Incentivo não foi decisivo, mas toda a ajuda é bem-vinda
Família da Anadia aproveitou apoio de mil euros para comprar roupa, fraldas, banheira e biberões
Salvador tem apenas cinco meses e descansa, embalado nos braços da mãe, Mónica Gomes, em Vila Nova de Monsarros, Anadia, indiferente às contas que os pais têm de fazer para o criar. A mãe, assistente numa escola, e o pai, Carlos Leal, operário fabril, beneficiam do incentivo municipal "Nascer Anadiense", que lhes atribuiu 1000 euros pelo nascimento do primeiro filho.
"O incentivo não foi decisivo, mas toda a ajuda é bem-vinda", diz Carlos. O valor, entregue após apresentação de faturas na Câmara, ajudou a custear as "primeiras roupas, fraldas, banheira e biberões" do bebé, completa Mónica. A família decidiu fixar raízes na terra de Carlos, tendo já adquirido habitação própria. Salvador ficará numa creche, a 400 metros de casa, onde já tem vaga.
No ano passado, a medida "Nascer Anadiense" apoiou 92 crianças de 88 famílias (alguns eram gémeos), num valor que rondou os 100 mil euros. Destina-se a famílias residentes há pelo menos um ano no concelho, atribuindo um valor de 1000 euros pelo primeiro filho nascido ou adotado, havendo majorações de 25% para o segundo filho e 75% a partir do terceiro. Os apoios estendem-se até as crianças completarem 10 anos. Desde 2018, altura em que entrou em vigor, já foram contempladas 309 crianças de 296 famílias.
A medida, esclarece Teresa Cardoso, presidente da Câmara de Anadia, faz parte de um conjunto mais vasto de ações que pretendem "promover um maior equilíbrio social e apoiar as famílias que contribuem para o aumento da taxa de natalidade".
Entrevista
Falta de condições desmotiva mulheres
Teresa Tomé, Neonatologista e coordenadora no Observatório da Natalidade e do Envelhecimento
Que fatores contribuem para que a natalidade tenha níveis baixos?
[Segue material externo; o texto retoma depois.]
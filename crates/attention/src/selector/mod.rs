//! Kernel selection.
//!
//! Candidates are tried in [`KernelCandidate::PRIORITY`] order. A candidate
//! qualifies when its static predicate admits the request, its toggle is on,
//! and a backend for it is registered and accepts the request. Forcing
//! `Unfused` always wins; forcing any other candidate leaves it as the only
//! option.

mod candidate;
mod policy;

pub use candidate::{
    KernelCandidate, MaskKind, SelectionContext, FLASH_MAX_HEAD_SIZE, FUSED_CROSS_MAX_HEAD_SIZE,
    FUSED_SELF_MAX_HEAD_SIZE, FUSED_SELF_MAX_SEQ_LEN, MEMORY_EFFICIENT_MAX_HEAD_SIZE,
};
pub use policy::{KernelRegistry, KernelSelector};
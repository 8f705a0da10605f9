//! Builders for key-padding biases.
//!
//! Every builder produces a `[batch, 1, q_len, k_len]` tensor of dtype
//! [`MASK_DTYPE`](super::MASK_DTYPE): `0.0` where a key is valid and the
//! caller's fill value where it is padding.

use std::ops::Range;

use candle_core::{Device, Result, Tensor};

use crate::core::AttentionError;

/// Decoded `[3 * batch + 2]` index mask.
///
/// Layout: `key_seqlen[batch]`, then cumulative query offsets `[batch + 1]`,
/// then cumulative key offsets `[batch + 1]`.
#[derive(Debug, Clone, PartialEq, Eq)]
pub struct RawIndexMask {
    key_lengths: Vec<usize>,
    query_offsets: Vec<usize>,
    key_offsets: Vec<usize>,
}

impl RawIndexMask {
    pub fn decode(values: &[i64], batch: usize) -> std::result::Result<Self, AttentionError> {
        if values.len() != 3 * batch + 2 {
            return Err(AttentionError::shape(format!(
                "index mask must hold {} entries for batch {batch}, got {}",
                3 * batch + 2,
                values.len()
            )));
        }
        let as_usize = |value: i64| {
            usize::try_from(value).map_err(|_| {
                AttentionError::shape(format!("index mask entry {value} is negative"))
            })
        };
        let decoded: Vec<usize> = values
            .iter()
            .map(|value| as_usize(*value))
            .collect::<std::result::Result<_, _>>()?;

        let key_lengths = decoded[..batch].to_vec();
        let query_offsets = decoded[batch..2 * batch + 1].to_vec();
        let key_offsets = decoded[2 * batch + 1..].to_vec();
        for (name, offsets) in [("query", &query_offsets), ("key", &key_offsets)] {
            if offsets.windows(2).any(|pair| pair[1] < pair[0]) {
                return Err(AttentionError::shape(format!(
                    "cumulative {name} offsets must be non-decreasing, got {offsets:?}"
                )));
            }
        }
        Ok(Self {
            key_lengths,
            query_offsets,
            key_offsets,
        })
    }

    pub fn key_lengths(&self) -> &[usize] {
        &self.key_lengths
    }

    pub fn query_offsets(&self) -> &[usize] {
        &self.query_offsets
    }

    pub fn key_offsets(&self) -> &[usize] {
        &self.key_offsets
    }

    /// Valid key range for each batch row, clamped to `k_len`.
    pub fn ranges(&self, k_len: usize) -> Vec<Range<usize>> {
        self.key_lengths
            .iter()
            .map(|&len| 0..len.min(k_len))
            .collect()
    }
}

/// Keys at or beyond each row's valid length are masked.
pub fn bias_from_lengths(
    device: &Device,
    key_lengths: &[usize],
    q_len: usize,
    k_len: usize,
    fill: f32,
) -> Result<Tensor> {
    materialize(device, key_lengths.len(), q_len, k_len, fill, |b, k| {
        k < key_lengths[b]
    })
}

/// Keys outside each row's range are masked.
pub fn bias_from_ranges(
    device: &Device,
    ranges: &[Range<usize>],
    q_len: usize,
    k_len: usize,
    fill: f32,
) -> Result<Tensor> {
    materialize(device, ranges.len(), q_len, k_len, fill, |b, k| {
        ranges[b].contains(&k)
    })
}

/// `valid[b][k]` false marks a padded key. Rows must share one length.
pub fn bias_from_validity(
    device: &Device,
    valid: &[Vec<bool>],
    q_len: usize,
    fill: f32,
) -> Result<Tensor> {
    let k_len = valid.first().map_or(0, Vec::len);
    if let Some(row) = valid.iter().find(|row| row.len() != k_len) {
        candle_core::bail!(
            "all validity rows must share k_len {k_len}, found {}",
            row.len()
        );
    }
    materialize(device, valid.len(), q_len, k_len, fill, |b, k| valid[b][k])
}

fn materialize(
    device: &Device,
    batch: usize,
    q_len: usize,
    k_len: usize,
    fill: f32,
    is_valid: impl Fn(usize, usize) -> bool,
) -> Result<Tensor> {
    let mut data = vec![0f32; batch * q_len * k_len];
    for b in 0..batch {
        for q in 0..q_len {
            let row_start = (b * q_len + q) * k_len;
            for k in 0..k_len {
                if !is_valid(b, k) {
                    data[row_start + k] = fill;
                }
            }
        }
    }
    Tensor::from_vec(data, (batch, 1, q_len, k_len), device)
}
//! In-crate fused attention kernels.
//!
//! Vendor-specific fused self, fused cross and flash kernels are supplied by
//! callers through [`KernelRegistry::register`](crate::selector::KernelRegistry::register).

pub mod memory_efficient;

pub use memory_efficient::{MemoryEfficientAttention, DEFAULT_BLOCK_SIZE};
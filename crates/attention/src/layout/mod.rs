//! Input layout detection and head-major normalization.
//!
//! Callers hand over query/key/value in one of three interchangeable layouts:
//!
//! * separate tensors: query `[batch, seq, hidden]`, key `[batch, kv_seq, hidden]`,
//!   value `[batch, kv_seq, v_hidden]`;
//! * packed key/value: key `[batch, kv_seq, num_heads, 2, head_size]`, no value;
//! * packed query/key/value: query `[batch, seq, num_heads, 3, head_size]`, no
//!   key or value.
//!
//! Key and value may also arrive already in cache layout
//! `[batch, num_heads, kv_seq, head_size]`, which marks them as a static past.
//! [`resolve`] classifies the request without touching tensor data and
//! [`prepare_heads`] converts every variant to `[batch, heads, seq, head]`.

mod inputs;
mod packing;
mod resolver;

pub use inputs::AttentionInputs;
pub use packing::{prepare_heads, HeadTensors};
pub use resolver::{resolve, ResolvedLayout};

use candle_core::DType;

/// Which of the interchangeable input layouts is active for a request.
#[derive(Debug, Clone, Copy, PartialEq, Eq, Hash)]
pub enum LayoutVariant {
    Separate,
    PackedKv,
    PackedQkv,
}

/// Cache lifecycle state for one invocation.
#[derive(Debug, Clone, Copy, PartialEq, Eq, Hash)]
pub enum CacheMode {
    /// No past supplied; attention runs directly over key/value.
    NoCache,
    /// Past key/value is the complete, unchanging key/value (cross-attention).
    StaticPast,
    /// New tokens are concatenated after the past into a fresh present.
    IncrementalAppend,
    /// New tokens are written in place into the caller's pre-sized buffer.
    BufferShared,
}

impl CacheMode {
    /// Whether the invocation appends new key/value rows to a past.
    pub fn appends(self) -> bool {
        matches!(self, CacheMode::IncrementalAppend | CacheMode::BufferShared)
    }
}

/// Numeric precision class of a request, derived from the query dtype.
#[derive(Debug, Clone, Copy, PartialEq, Eq, Hash)]
pub enum Precision {
    Half,
    Full,
}

impl Precision {
    pub fn from_dtype(dtype: DType) -> Option<Self> {
        match dtype {
            DType::F16 | DType::BF16 => Some(Precision::Half),
            DType::F32 | DType::F64 => Some(Precision::Full),
            _ => None,
        }
    }

    /// Absolute tolerance that conforming kernels must meet against the
    /// reference.
    pub fn tolerance(self) -> f32 {
        match self {
            Precision::Half => 0.05,
            Precision::Full => 0.02,
        }
    }
}
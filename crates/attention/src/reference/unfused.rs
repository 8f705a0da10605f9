//! Unfused reference attention.
//!
//! Scores, bias, softmax and the weighted sum run as separate tensor ops in
//! `f32`. This is the only kernel that supports every mask encoding and can
//! return raw attention scores.

use std::sync::OnceLock;

use candle_core::{DType, Result as CandleResult};
use candle_nn::ops::softmax_last_dim;

use crate::core::{
    AttentionError, AttentionKernel, AttentionProblem, KernelOutput, ProblemDims, QkOutputMode,
};
use crate::selector::KernelCandidate;

/// Numerically stable, portable attention kernel.
#[derive(Debug, Default)]
pub struct UnfusedAttention {
    first_call: OnceLock<()>,
}

impl UnfusedAttention {
    pub fn new() -> Self {
        Self::default()
    }

    fn compute(&self, problem: &AttentionProblem, dims: ProblemDims) -> CandleResult<KernelOutput> {
        let ProblemDims {
            batch,
            heads,
            seq,
            total,
            head,
            v_head,
        } = dims;
        let dtype = problem.query.dtype();
        let merged = batch * heads;

        let q = problem
            .query
            .to_dtype(DType::F32)?
            .reshape((merged, seq, head))?;
        let k = problem
            .key
            .to_dtype(DType::F32)?
            .reshape((merged, total, head))?;
        let v = problem
            .value
            .to_dtype(DType::F32)?
            .reshape((merged, total, v_head))?;

        let scores = q
            .matmul(&k.t()?)?
            .affine(problem.scale as f64, 0.0)?
            .reshape((batch, heads, seq, total))?;
        let scores = match &problem.bias {
            Some(bias) => scores.broadcast_add(bias)?,
            None => scores,
        };

        let probs = softmax_last_dim(&scores.contiguous()?)?;
        let context = probs
            .reshape((merged, seq, total))?
            .matmul(&v)?
            .reshape((batch, heads, seq, v_head))?
            .to_dtype(dtype)?;

        let attention_scores = match problem.output_qk {
            Some(QkOutputMode::BeforeSoftmax) => Some(scores.to_dtype(dtype)?),
            Some(QkOutputMode::AfterSoftmax) => Some(probs.to_dtype(dtype)?),
            None => None,
        };
        Ok(KernelOutput {
            context,
            attention_scores,
        })
    }
}

impl AttentionKernel for UnfusedAttention {
    fn candidate(&self) -> KernelCandidate {
        KernelCandidate::Unfused
    }

    fn attend(&self, problem: &AttentionProblem) -> Result<KernelOutput, AttentionError> {
        let dims = problem.dims()?;
        if self.first_call.set(()).is_ok() {
            log::info!(
                "attention::unfused init dtype={:?} device={:?}",
                problem.query.dtype(),
                problem.query.device().location()
            );
        }

        let device = problem.query.device();
        if !device.same_device(problem.key.device()) || !device.same_device(problem.value.device())
        {
            return Err(AttentionError::shape(
                "query, key and value must reside on the same device",
            ));
        }

        self.compute(problem, dims)
            .map_err(|err| AttentionError::BackendExecutionFailure {
                kernel: KernelCandidate::Unfused,
                message: err.to_string(),
            })
    }
}
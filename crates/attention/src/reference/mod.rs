//! Portable reference attention.
//!
//! Favours clarity over speed and serves as the baseline every other kernel is
//! checked against.

pub mod unfused;

pub use unfused::UnfusedAttention;
//! Session-owned key/value storage for buffer-shared decoding.

use candle_core::{DType, Device, Tensor};

use crate::core::AttentionError;

/// Pre-sized `[batch, heads, capacity, head]` key and value buffers.
///
/// The arena is allocated once per decoding session and handed to every step
/// as `past_key`/`past_value`. The cache manager writes into it in place and
/// never allocates or frees it.
#[derive(Debug, Clone)]
pub struct KvArena {
    key: Tensor,
    value: Tensor,
    capacity: usize,
}

impl KvArena {
    pub fn new(
        batch: usize,
        num_heads: usize,
        capacity: usize,
        head_size: usize,
        v_head_size: usize,
        dtype: DType,
        device: &Device,
    ) -> Result<Self, AttentionError> {
        if capacity == 0 {
            return Err(AttentionError::shape("kv arena capacity must be greater than zero"));
        }
        let key = Tensor::zeros((batch, num_heads, capacity, head_size), dtype, device)?;
        let value = Tensor::zeros((batch, num_heads, capacity, v_head_size), dtype, device)?;
        log::info!(
            "kv-arena init: batch={batch} heads={num_heads} capacity={capacity} head_size={head_size} v_head_size={v_head_size} dtype={dtype:?}"
        );
        Ok(Self {
            key,
            value,
            capacity,
        })
    }

    /// Handle to the key buffer; clones share storage.
    pub fn key(&self) -> &Tensor {
        &self.key
    }

    pub fn value(&self) -> &Tensor {
        &self.value
    }

    pub fn capacity(&self) -> usize {
        self.capacity
    }

    /// Filled prefix of both buffers.
    pub fn prefix(&self, len: usize) -> Result<(Tensor, Tensor), AttentionError> {
        if len > self.capacity {
            return Err(AttentionError::CapacityExceeded {
                required: len,
                capacity: self.capacity,
            });
        }
        Ok((self.key.narrow(2, 0, len)?, self.value.narrow(2, 0, len)?))
    }
}
use candle_core::Tensor;

use super::MASK_DTYPE;
use crate::core::AttentionError;
use crate::layout::ResolvedLayout;

/// Check an additive bias against `[1|batch, 1|heads, seq, total]` and cast
/// it to [`MASK_DTYPE`].
pub fn conform_additive(
    bias: &Tensor,
    layout: &ResolvedLayout,
    name: &str,
) -> Result<Tensor, AttentionError> {
    let batch = layout.batch_size;
    let heads = layout.num_heads;
    let seq = layout.sequence_length;
    let total = layout.total_sequence_length;
    let (bb, bh, bs, bt) = bias.dims4().map_err(|_| {
        AttentionError::shape(format!(
            "{name} must be [1|{batch}, 1|{heads}, {seq}, {total}], got {:?}",
            bias.dims()
        ))
    })?;
    if (bb != 1 && bb != batch) || (bh != 1 && bh != heads) || bs != seq || bt != total {
        return Err(AttentionError::shape(format!(
            "{name} must be [1|{batch}, 1|{heads}, {seq}, {total}], got [{bb}, {bh}, {bs}, {bt}]"
        )));
    }
    Ok(bias.to_dtype(MASK_DTYPE)?)
}

/// Union of two masking biases: a position masked by either carries `fill`
/// exactly once, whatever its sign.
pub fn union(
    left: Option<Tensor>,
    right: Option<Tensor>,
    fill: f32,
) -> Result<Option<Tensor>, AttentionError> {
    let (left, right) = match (left, right) {
        (Some(left), Some(right)) => (left, right),
        (left, right) => return Ok(left.or(right)),
    };
    let masked = left.ne(0f32)?.broadcast_maximum(&right.ne(0f32)?)?;
    let filled = Tensor::full(fill, masked.dims(), masked.device())?;
    let open = filled.zeros_like()?;
    Ok(Some(masked.where_cond(&filled, &open)?))
}

/// Sum of two additive biases.
pub fn sum(left: Option<Tensor>, right: Option<Tensor>) -> Result<Option<Tensor>, AttentionError> {
    Ok(match (left, right) {
        (Some(left), Some(right)) => Some(left.broadcast_add(&right)?),
        (left, right) => left.or(right),
    })
}
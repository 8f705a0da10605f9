//! Conversion of every input layout to head-major `[batch, heads, seq, head]`.

use candle_core::{Tensor, D};

use super::{AttentionInputs, LayoutVariant, ResolvedLayout};
use crate::core::AttentionError;

/// Head-major projections for one request.
///
/// `key`/`value` are `None` when the request reads a static past and brings no
/// projections of its own.
#[derive(Debug, Clone)]
pub struct HeadTensors {
    /// `[batch, num_heads, seq, head_size]`
    pub query: Tensor,
    /// `[batch, num_heads, kv_seq, head_size]`
    pub key: Option<Tensor>,
    /// `[batch, num_heads, kv_seq, v_head_size]`
    pub value: Option<Tensor>,
}

struct SplitBias {
    query: Tensor,
    key: Tensor,
    value: Tensor,
}

/// Apply the projection bias and convert to head-major layout.
///
/// Must be called with the layout [`resolve`](super::resolve) produced for the
/// same inputs.
pub fn prepare_heads(
    inputs: &AttentionInputs,
    layout: &ResolvedLayout,
) -> Result<HeadTensors, AttentionError> {
    let bias = split_bias(inputs.bias.as_ref(), layout)?;
    let q_bias = bias.as_ref().map(|b| &b.query);
    let k_bias = bias.as_ref().map(|b| &b.key);
    let v_bias = bias.as_ref().map(|b| &b.value);

    match layout.variant {
        LayoutVariant::PackedQkv => {
            let packed = &inputs.query;
            Ok(HeadTensors {
                query: head_major(&unpack_slot(packed, 0)?, q_bias)?,
                key: Some(head_major(&unpack_slot(packed, 1)?, k_bias)?),
                value: Some(head_major(&unpack_slot(packed, 2)?, v_bias)?),
            })
        }
        LayoutVariant::PackedKv => {
            let query = split_heads(&inputs.query, layout.num_heads, layout.head_size)?;
            let packed = inputs
                .key
                .as_ref()
                .ok_or_else(|| AttentionError::shape("packed kv layout without key tensor"))?;
            Ok(HeadTensors {
                query: head_major(&query, q_bias)?,
                key: Some(head_major(&unpack_slot(packed, 0)?, k_bias)?),
                value: Some(head_major(&unpack_slot(packed, 1)?, v_bias)?),
            })
        }
        LayoutVariant::Separate => {
            let query = split_heads(&inputs.query, layout.num_heads, layout.head_size)?;
            let query = head_major(&query, q_bias)?;
            let (key, value) = match (&inputs.key, &inputs.value) {
                (Some(key), Some(value)) if layout.kv_in_cache_layout => {
                    (Some(key.contiguous()?), Some(value.contiguous()?))
                }
                (Some(key), Some(value)) => {
                    let key = split_heads(key, layout.num_heads, layout.head_size)?;
                    let value = split_heads(value, layout.num_heads, layout.v_head_size)?;
                    (
                        Some(head_major(&key, k_bias)?),
                        Some(head_major(&value, v_bias)?),
                    )
                }
                _ => (None, None),
            };
            Ok(HeadTensors { query, key, value })
        }
    }
}

/// `[batch, seq, heads * head]` to `[batch, seq, heads, head]`.
fn split_heads(tensor: &Tensor, num_heads: usize, head_size: usize) -> Result<Tensor, AttentionError> {
    let (batch, seq, _) = tensor.dims3()?;
    Ok(tensor.reshape((batch, seq, num_heads, head_size))?)
}

/// Slot `slot` of a packed `[batch, seq, heads, slots, head]` tensor.
fn unpack_slot(packed: &Tensor, slot: usize) -> Result<Tensor, AttentionError> {
    Ok(packed.narrow(3, slot, 1)?.squeeze(3)?)
}

/// `[batch, seq, heads, head]` plus optional `[heads, head]` bias to
/// contiguous `[batch, heads, seq, head]`.
fn head_major(tensor: &Tensor, bias: Option<&Tensor>) -> Result<Tensor, AttentionError> {
    let tensor = match bias {
        Some(bias) => tensor.broadcast_add(bias)?,
        None => tensor.clone(),
    };
    Ok(tensor.transpose(1, 2)?.contiguous()?)
}

fn split_bias(
    bias: Option<&Tensor>,
    layout: &ResolvedLayout,
) -> Result<Option<SplitBias>, AttentionError> {
    let Some(bias) = bias else {
        return Ok(None);
    };
    let bias = bias.to_dtype(layout.dtype)?;
    let hidden = layout.hidden_size;
    let heads = layout.num_heads;
    let query = bias.narrow(D::Minus1, 0, hidden)?;
    let key = bias.narrow(D::Minus1, hidden, hidden)?;
    let value = bias.narrow(D::Minus1, 2 * hidden, layout.v_hidden_size)?;
    Ok(Some(SplitBias {
        query: query.reshape((heads, layout.head_size))?,
        key: key.reshape((heads, layout.head_size))?,
        value: value.reshape((heads, layout.v_head_size))?,
    }))
}
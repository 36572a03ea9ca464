use serde::{Deserialize, Serialize};

use crate::constants::MessageType;

/// Error details in a WebSocket message.
#[derive(Debug, Clone, PartialEq, Serialize, Deserialize)]
pub struct WsError {
    pub code: i32,
    pub message: String,
}

/// Envelope for all WebSocket communication.
///
/// The `payload` field uses `serde_json::value::RawValue` to defer
/// deserialization until the receiver knows which payload type to expect.
#[derive(Debug, Clone, Serialize, Deserialize)]
pub struct Message {
    pub id: String,
    #[serde(rename = "type")]
    pub msg_type: MessageType,
    #[serde(skip_serializing_if = "Option::is_none")]
    pub payload: Option<Box<serde_json::value::RawValue>>,
    #[serde(skip_serializing_if = "Option::is_none")]
    pub error: Option<WsError>,
}

impl Message {
    /// Creates a new message with the given type and payload.
    pub fn new<T: Serialize>(
        id: impl Into<String>,
        msg_type: MessageType,
        payload: Option<&T>,
    ) -> Result<Self, serde_json::Error> {
        let raw = match payload {
            Some(p) => {
                let json = serde_json::to_string(p)?;
                Some(serde_json::value::RawValue::from_string(json)?)
            }
            None => None,
        };
        Ok(Self {
            id: id.into(),
            msg_type,
            payload: raw,
            error: None,
        })
    }

    /// Deserializes the payload into the given type.
    pub fn parse_payload<T: for<'de> Deserialize<'de>>(
        &self,
    ) -> Result<Option<T>, serde_json::Error> {
        match &self.payload {
            Some(raw) => Ok(Some(serde_json::from_str(raw.get())?)),
            None => Ok(None),
        }
    }

    /// Creates an error message.
    pub fn error(id: impl Into<String>, code: i32, message: impl Into<String>) -> Self {
        Self {
            id: id.into(),
            msg_type: MessageType::Error,
            payload: None,
            error: Some(WsError {
                code,
                message: message.into(),
            }),
        }
    }

    /// Creates a response message for this request.
    pub fn reply<T: Serialize>(
        &self,
        msg_type: MessageType,
        payload: Option<&T>,
    ) -> Result<Self, serde_json::Error> {
        Message::new(&self.id, msg_type, payload)
    }

    /// Creates an error response for this request.
    pub fn reply_error(&self, code: i32, message: impl Into<String>) -> Self {
        Message::error(&self.id, code, message)
    }
}

#[cfg(test)]
mod tests {
    use super::*;
    use crate::messages::AnswerBackRequest;

    #[test]
    fn message_new_with_payload() {
        let payload = serde_json::json!({"question": "who won?"});
        let msg = Message::new("msg-1", MessageType::GetAnswer, Some(&payload)).unwrap();
        assert_eq!(msg.id, "msg-1");
        assert_eq!(msg.msg_type, MessageType::GetAnswer);
        assert!(msg.payload.is_some());
        assert!(msg.error.is_none());
    }

    #[test]
    fn message_new_without_payload() {
        let msg = Message::new::<()>("msg-2", MessageType::Reintroduce, None).unwrap();
        assert!(msg.payload.is_none());
    }

    #[test]
    fn message_error_creation() {
        let msg = Message::error("msg-3", 408, "timed out");
        assert_eq!(msg.msg_type, MessageType::Error);
        let err = msg.error.unwrap();
        assert_eq!(err.code, 408);
        assert_eq!(err.message, "timed out");
    }

    #[test]
    fn message_parse_payload() {
        let req = AnswerBackRequest {
            correlation_id: "c-1".into(),
            answer: "42".into(),
        };
        let msg = Message::new("m1", MessageType::SendAnswerBack, Some(&req)).unwrap();
        let parsed: Option<AnswerBackRequest> = msg.parse_payload().unwrap();
        assert_eq!(parsed.unwrap(), req);
    }

    #[test]
    fn message_omits_null_fields() {
        let msg = Message::new::<()>("m1", MessageType::Ping, None).unwrap();
        let json = serde_json::to_string(&msg).unwrap();
        assert!(!json.contains("payload"));
        assert!(!json.contains("error"));
    }

    #[test]
    fn reply_preserves_id() {
        let request = Message::new::<()>("req-42", MessageType::Ping, None).unwrap();
        let reply = request.reply::<()>(MessageType::Pong, None).unwrap();
        assert_eq!(reply.id, "req-42");
        assert_eq!(reply.msg_type, MessageType::Pong);
    }

    #[test]
    fn reply_error_preserves_id() {
        let request = Message::new::<()>("req-99", MessageType::AskExpert, None).unwrap();
        let reply = request.reply_error(404, "expert 'Teams' is not here");
        assert_eq!(reply.id, "req-99");
        assert_eq!(reply.msg_type, MessageType::Error);
    }
}
//! WebSocket write pump: serialises outbound frames.

use futures_util::SinkExt;
use tokio::sync::mpsc;
use tokio_tungstenite::tungstenite;
use tokio_util::sync::CancellationToken;
use tracing::error;

/// Writes queued frames to the WebSocket until cancelled or the queue
/// closes, then sends a close frame.
pub(crate) async fn write_pump<S>(
    mut write: S,
    mut write_rx: mpsc::Receiver<tungstenite::Message>,
    cancel: CancellationToken,
) where
    S: SinkExt<tungstenite::Message, Error = tungstenite::Error> + Unpin,
{
    loop {
        tokio::select! {
            _ = cancel.cancelled() => break,
            msg = write_rx.recv() => {
                let Some(m) = msg else { break };
                let closing = matches!(m, tungstenite::Message::Close(_));
                if let Err(e) = write.send(m).await {
                    error!("WebSocket write error: {e}");
                    return;
                }
                if closing {
                    return;
                }
            }
        }
    }

    let _ = write.send(tungstenite::Message::Close(None)).await;
}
As mulheres têm cada vez mais inserção laboral em empregos diferenciados e competitivos, mas, como foi evidente em estudo recente, Portugal é dos países da Europa em que a mulher mais trabalha porque faz uma parte importante de trabalho não remunerado, nomeadamente a gestão doméstica. A flexibilidade de horários ainda não é bem aceite e a competitividade empresarial é discriminatória. Nos últimos dois anos, a pandemia agravou a tendência de decréscimo da natalidade por causa de receios na área da saúde e instabilidade laboral.
O que é necessário fazer para inverter a situação?
Incentivos muito falados, como maior acessibilidade a creches/amas reconhecidas, que deveriam ser generalizados. As creches no local de trabalho foram um modelo que já existiu de forma mais disseminada.
A intervenção das autarquias com subsídios é importante?
Os subsídios podem ser importantes, mas os apoios poderiam ser mais eficazes se materializados noutras ações. Por exemplo, poder existir a nível local um apoio domiciliário comparticipado, libertando tempo do trabalho em casa. E apoio no centro de saúde, para vigilância e vacinação em horário pós-laboral.